Both the MicroFlow and Metafer scoring approaches are suitable for automated MN scoring. However, in cases of equivocal with chemicals with unknown activity, it may be advisable to additionally process the same treated samples for manual scoring. These manually scored slides can be used to reduce the occurrence of misleading results, assess cytotoxicity or conduct mechanistic studies. Whilst conducting MN scoring on the semi-automated Metafer system, the classifier setting should be adopted to account for chemical or cell line-specific morphological changes and to reduce the occurrence of misleading results (positive and negative).
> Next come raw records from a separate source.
// visor-cli: control surface client and simulated visor
//
// Every command except `serve` and `config` is one call on the control
// surface of the visor at the configured RPC address.

mod api;
mod config;

use anyhow::{Context, Result};
use clap::{Parser, Subcommand};
use colored::*;
use rand::rngs::StdRng;
use rand::SeedableRng;
use std::net::{SocketAddr, ToSocketAddrs};
use std::sync::Arc;
use std::time::{Duration, SystemTime, UNIX_EPOCH};
use uuid::Uuid;
use visor_core::rpc::httputil::{bool_from_query, split_rpc_addr};
use visor_core::visor::AppState;
use visor_core::{
    HttpChannel, MockVisor, PubKey, RouteId, RoutingRule, RpcClient, RpcGateway, TransportId,
    TransportSummary, VisorApi,
};

#[derive(Parser)]
#[command(name = "visor-cli")]
#[command(about = "Visor control plane client", long_about = None)]
#[command(version)]
struct Cli {
    /// RPC address of the visor (host:port), overrides the config
    #[arg(long, global = true)]
    rpc: Option<String>,

    /// RPC method prefix, overrides the config
    #[arg(long, global = true)]
    prefix: Option<String>,

    /// Log at debug level
    #[arg(short, long, global = true)]
    verbose: bool,

    #[command(subcommand)]
    command: Commands,
}

#[derive(Subcommand)]
enum Commands {
    /// Run a simulated visor serving its control surface
    Serve {
        #[arg(long)]
        addr: Option<String>,
        #[arg(long)]
        transports: Option<usize>,
        #[arg(long)]
        rules: Option<usize>,
        #[arg(long)]
        seed: Option<u64>,
    },
    /// Show the visor summary
    Summary,
    /// Show the status of external services
    Health,
    /// Show seconds since the visor started
    Uptime,
    /// Manage apps
    App {
        #[command(subcommand)]
        action: AppAction,
    },
    /// Manage transports
    Tp {
        #[command(subcommand)]
        action: TpAction,
    },
    /// Manage routing rules
    Rt {
        #[command(subcommand)]
        action: RtAction,
    },
    /// Configure the socks apps
    Socks {
        #[command(subcommand)]
        action: SocksAction,
    },
    /// Node maintenance
    Node {
        #[command(subcommand)]
        action: NodeAction,
    },
    /// Configure settings
    Config {
        #[command(subcommand)]
        action: ConfigAction,
    },
}

#[derive(Subcommand)]
enum AppAction {
    Ls,
    Start {
        name: String,
    },
    Stop {
        name: String,
    },
    /// Set autostart (on/off)
    Autostart {
        name: String,
        value: String,
    },
    Logs {
        name: String,
        /// Only lines from the last N seconds (0 for all)
        #[arg(long, default_value = "0")]
        since: u64,
    },
}

#[derive(Subcommand)]
enum TpAction {
    Types,
    Ls {
        #[arg(long, value_delimiter = ',')]
        types: Vec<String>,
        #[arg(long, value_delimiter = ',')]
        pks: Vec<String>,
        #[arg(long)]
        logs: bool,
    },
    Get {
        id: String,
    },
    Add {
        remote: String,
        #[arg(long = "type", default_value = "native")]
        tp_type: String,
        #[arg(long)]
        public: bool,
        /// Timeout in seconds
        #[arg(long, default_value = "10")]
        timeout: u64,
    },
    Rm {
        id: String,
    },
    DiscPk {
        pk: String,
    },
    DiscId {
        id: String,
    },
}

#[derive(Subcommand)]
enum RtAction {
    Ls,
    Get {
        id: u32,
    },
    /// Save a rule given as JSON
    Save {
        json: String,
    },
    Rm {
        id: u32,
    },
    Groups,
}

#[derive(Subcommand)]
enum SocksAction {
    Password { password: String },
    ClientPk { pk: String },
}

#[derive(Subcommand)]
enum NodeAction {
    Restart,
    Exec { command: String },
    Update,
    UpdateAvailable,
}

#[derive(Subcommand)]
enum ConfigAction {
    Set { key: String, value: String },
    Get { key: String },
    List,
}

fn main() -> Result<()> {
    let cli = Cli::parse();

    let default_level = if cli.verbose { "debug" } else { "warn" };
    tracing_subscriber::fmt()
        .with_env_filter(
            tracing_subscriber::EnvFilter::try_from_default_env()
                .unwrap_or_else(|_| tracing_subscriber::EnvFilter::new(default_level)),
        )
        .init();

    let mut config = config::Config::load()?;

    match cli.command {
        Commands::Serve {
            addr,
            transports,
            rules,
            seed,
        } => {
            let addr = addr.or(cli.rpc).unwrap_or_else(|| config.rpc_addr.clone());
            let prefix = cli.prefix.unwrap_or_else(|| config.rpc_prefix.clone());
            cmd_serve(
                &addr,
                &prefix,
                transports.unwrap_or(config.mock.transports),
                rules.unwrap_or(config.mock.rules),
                seed.or(config.mock.seed),
            )
        }
        Commands::Config { action } => cmd_config(&mut config, action),
        command => {
            let addr = cli.rpc.unwrap_or_else(|| config.rpc_addr.clone());
            let prefix = cli.prefix.unwrap_or_else(|| config.rpc_prefix.clone());
            let client = connect(&addr, &prefix, config.request_timeout)?;
            run(&client, command)
        }
    }
}

fn connect(addr: &str, prefix: &str, timeout_secs: u64) -> Result<RpcClient<HttpChannel>> {
    split_rpc_addr(addr).context("Invalid RPC address")?;
    let channel = HttpChannel::new(addr, Duration::from_secs(timeout_secs));
    tracing::debug!("using visor RPC at {}", channel.url());
    Ok(RpcClient::new(channel, prefix))
}

fn resolve(addr: &str) -> Result<SocketAddr> {
    let (host, port) = split_rpc_addr(addr).context("Invalid RPC address")?;
    (host.as_str(), port)
        .to_socket_addrs()
        .with_context(|| format!("Failed to resolve {}", addr))?
        .next()
        .with_context(|| format!("No address for {}", addr))
}

fn cmd_serve(
    addr: &str,
    prefix: &str,
    transports: usize,
    rules: usize,
    seed: Option<u64>,
) -> Result<()> {
    let socket_addr = resolve(addr)?;

    let mut rng = match seed {
        Some(seed) => StdRng::seed_from_u64(seed),
        None => StdRng::from_entropy(),
    };
    let visor = MockVisor::random(&mut rng, transports, rules)?;
    let summary = visor.summary()?;
    let gateway = Arc::new(RpcGateway::new(prefix, Arc::new(visor)));

    println!("{}", "Simulated visor".bold());
    println!("  Public Key: {}", summary.pub_key.to_string().bright_yellow());
    println!("  Transports: {}", summary.transports.len());
    println!("  Routes:     {}", summary.routes_count);
    println!(
        "  Listening:  {}",
        format!("http://{}/rpc", socket_addr).bright_green()
    );

    let runtime = tokio::runtime::Runtime::new().context("Failed to start runtime")?;
    runtime.block_on(api::serve(socket_addr, gateway))
}

fn run(client: &RpcClient<HttpChannel>, command: Commands) -> Result<()> {
    match command {
        Commands::Summary => {
            let summary = client.summary()?;
            println!("{}", "Visor Summary".bold());
            println!("  Public Key: {}", summary.pub_key.to_string().bright_yellow());
            println!(
                "  Build:      {} ({}, {})",
                summary.build_info.version, summary.build_info.commit, summary.build_info.date
            );
            println!("  Protocol:   {}", summary.app_protocol_version);
            println!("  Routes:     {}", summary.routes_count);
            println!();
            print_apps(&summary.apps);
            println!();
            print_transports(&summary.transports);
        }
        Commands::Health => {
            let health = client.health()?;
            println!("{}", "Health".bold());
            println!("  transport_discovery: {}", health.transport_discovery);
            println!("  route_finder:        {}", health.route_finder);
            println!("  setup_node:          {}", health.setup_node);
        }
        Commands::Uptime => {
            println!("{:.1}s", client.uptime()?);
        }
        Commands::App { action } => cmd_app(client, action)?,
        Commands::Tp { action } => cmd_tp(client, action)?,
        Commands::Rt { action } => cmd_rt(client, action)?,
        Commands::Socks { action } => match action {
            SocksAction::Password { password } => {
                client.set_socks_password(&password)?;
                println!("{} Socks password set", "✓".green());
            }
            SocksAction::ClientPk { pk } => {
                client.set_socks_client_pk(parse_pk(&pk)?)?;
                println!("{} Socks client key set", "✓".green());
            }
        },
        Commands::Node { action } => cmd_node(client, action)?,
        Commands::Serve { .. } | Commands::Config { .. } => {
            anyhow::bail!("Command does not talk to a visor")
        }
    }
    Ok(())
}

fn cmd_app(client: &RpcClient<HttpChannel>, action: AppAction) -> Result<()> {
    match action {
        AppAction::Ls => print_apps(&client.apps()?),
        AppAction::Start { name } => {
            client.start_app(&name)?;
            println!("{} Started {}", "✓".green(), name.bright_cyan());
        }
        AppAction::Stop { name } => {
            client.stop_app(&name)?;
            println!("{} Stopped {}", "✓".green(), name.bright_cyan());
        }
        AppAction::Autostart { name, value } => {
            let auto_start =
                bool_from_query(Some(&value), false).context("Expected on or off")?;
            client.set_auto_start(&name, auto_start)?;
            println!(
                "{} Autostart of {} = {}",
                "✓".green(),
                name.bright_cyan(),
                auto_start
            );
        }
        AppAction::Logs { name, since } => {
            let from = if since == 0 {
                UNIX_EPOCH
            } else {
                SystemTime::now()
                    .checked_sub(Duration::from_secs(since))
                    .unwrap_or(UNIX_EPOCH)
            };
            let lines = client.logs_since(from, &name)?;
            if lines.is_empty() {
                println!("{}", "(no logs)".dimmed());
            }
            for line in lines {
                println!("{}", line);
            }
        }
    }
    Ok(())
}

fn cmd_tp(client: &RpcClient<HttpChannel>, action: TpAction) -> Result<()> {
    match action {
        TpAction::Types => {
            for tp_type in client.transport_types()? {
                println!("{}", tp_type);
            }
        }
        TpAction::Ls { types, pks, logs } => {
            let pks = pks
                .iter()
                .map(|pk| parse_pk(pk))
                .collect::<Result<Vec<_>>>()?;
            print_transports(&client.transports(&types, &pks, logs)?);
        }
        TpAction::Get { id } => print_json(&client.transport(parse_tid(&id)?)?)?,
        TpAction::Add {
            remote,
            tp_type,
            public,
            timeout,
        } => {
            let tp = client.add_transport(
                parse_pk(&remote)?,
                &tp_type,
                public,
                Duration::from_secs(timeout),
            )?;
            println!("{} Transport {}", "✓".green(), tp.id.to_string().bright_cyan());
        }
        TpAction::Rm { id } => {
            client.remove_transport(parse_tid(&id)?)?;
            println!("{} Removed transport {}", "✓".green(), id);
        }
        TpAction::DiscPk { pk } => print_json(&client.discover_transports_by_pk(parse_pk(&pk)?)?)?,
        TpAction::DiscId { id } => print_json(&client.discover_transport_by_id(parse_tid(&id)?)?)?,
    }
    Ok(())
}

fn cmd_rt(client: &RpcClient<HttpChannel>, action: RtAction) -> Result<()> {
    match action {
        RtAction::Ls => {
            let rules = client.routing_rules()?;
            println!("{} ({} total)", "Routing rules".bold(), rules.len());
            for rule in rules {
                println!("  {}", rule);
            }
        }
        RtAction::Get { id } => print_json(&client.routing_rule(RouteId(id))?)?,
        RtAction::Save { json } => {
            let rule: RoutingRule =
                serde_json::from_str(&json).context("Invalid routing rule JSON")?;
            let id = rule.route_id();
            client.save_routing_rule(rule)?;
            println!("{} Saved rule {}", "✓".green(), id);
        }
        RtAction::Rm { id } => {
            client.remove_routing_rule(RouteId(id))?;
            println!("{} Removed rule {}", "✓".green(), id);
        }
        RtAction::Groups => print_json(&client.route_groups()?)?,
    }
    Ok(())
}

fn cmd_node(client: &RpcClient<HttpChannel>, action: NodeAction) -> Result<()> {
    match action {
        NodeAction::Restart => {
            client.restart()?;
            println!("{} Restart requested", "✓".green());
        }
        NodeAction::Exec { command } => {
            let output = client.exec(&command)?;
            println!("{}", String::from_utf8_lossy(&output));
        }
        NodeAction::Update => {
            if client.update()? {
                println!("{} Updated", "✓".green());
            } else {
                println!("{}", "No update performed".dimmed());
            }
        }
        NodeAction::UpdateAvailable => match client.update_available()? {
            Some(version) => println!(
                "Update available: {} {}",
                version.version.bright_green(),
                version.release_url
            ),
            None => println!("{}", "Up to date".dimmed()),
        },
    }
    Ok(())
}

fn cmd_config(config: &mut config::Config, action: ConfigAction) -> Result<()> {
    match action {
        ConfigAction::Set { key, value } => {
            config.set(&key, &value)?;
            config.save()?;
            println!("{} Set {} = {}", "✓".green(), key.bright_cyan(), value);
        }

        ConfigAction::Get { key } => {
            if let Some(value) = config.get(&key) {
                println!("{} = {}", key.bright_cyan(), value);
            } else {
                anyhow::bail!("Unknown or unset config key: {}", key);
            }
        }

        ConfigAction::List => {
            println!("{}", "Configuration".bold());
            println!();
            for (key, value) in config.list() {
                println!("  {:<20} {}", key.bright_cyan(), value);
            }
        }
    }
    Ok(())
}

fn print_apps(apps: &[AppState]) {
    println!("{} ({} total)", "Apps".bold(), apps.len());
    for app in apps {
        println!(
            "  {:<20} {:<8} port {:<5} autostart {}",
            app.name, app.status, app.port, app.auto_start
        );
    }
}

fn print_transports(transports: &[TransportSummary]) {
    println!("{} ({} total)", "Transports".bold(), transports.len());
    if transports.is_empty() {
        println!("  {}", "(none)".dimmed());
    }
    for tp in transports {
        println!("  {}", tp);
    }
}

fn print_json<T: serde::Serialize>(value: &T) -> Result<()> {
    println!("{}", serde_json::to_string_pretty(value)?);
    Ok(())
}

fn parse_pk(s: &str) -> Result<PubKey> {
    s.parse::<PubKey>()
        .with_context(|| format!("Invalid public key: {}", s))
}

fn parse_tid(s: &str) -> Result<TransportId> {
    Uuid::parse_str(s).with_context(|| format!("Invalid transport id: {}", s))
}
These semi-automated and fully automated platforms can therefore be used for dose response analysis as substantially higher number of cells can be scored with these methods which allows for much statistical power.

A test system that combines the high high-throughput, high-content and multiplexing potential of flow cytometry, with the re-validation and data storage benefits for image analysis, would be a major step forward in achieving a truly twenty-first century approach.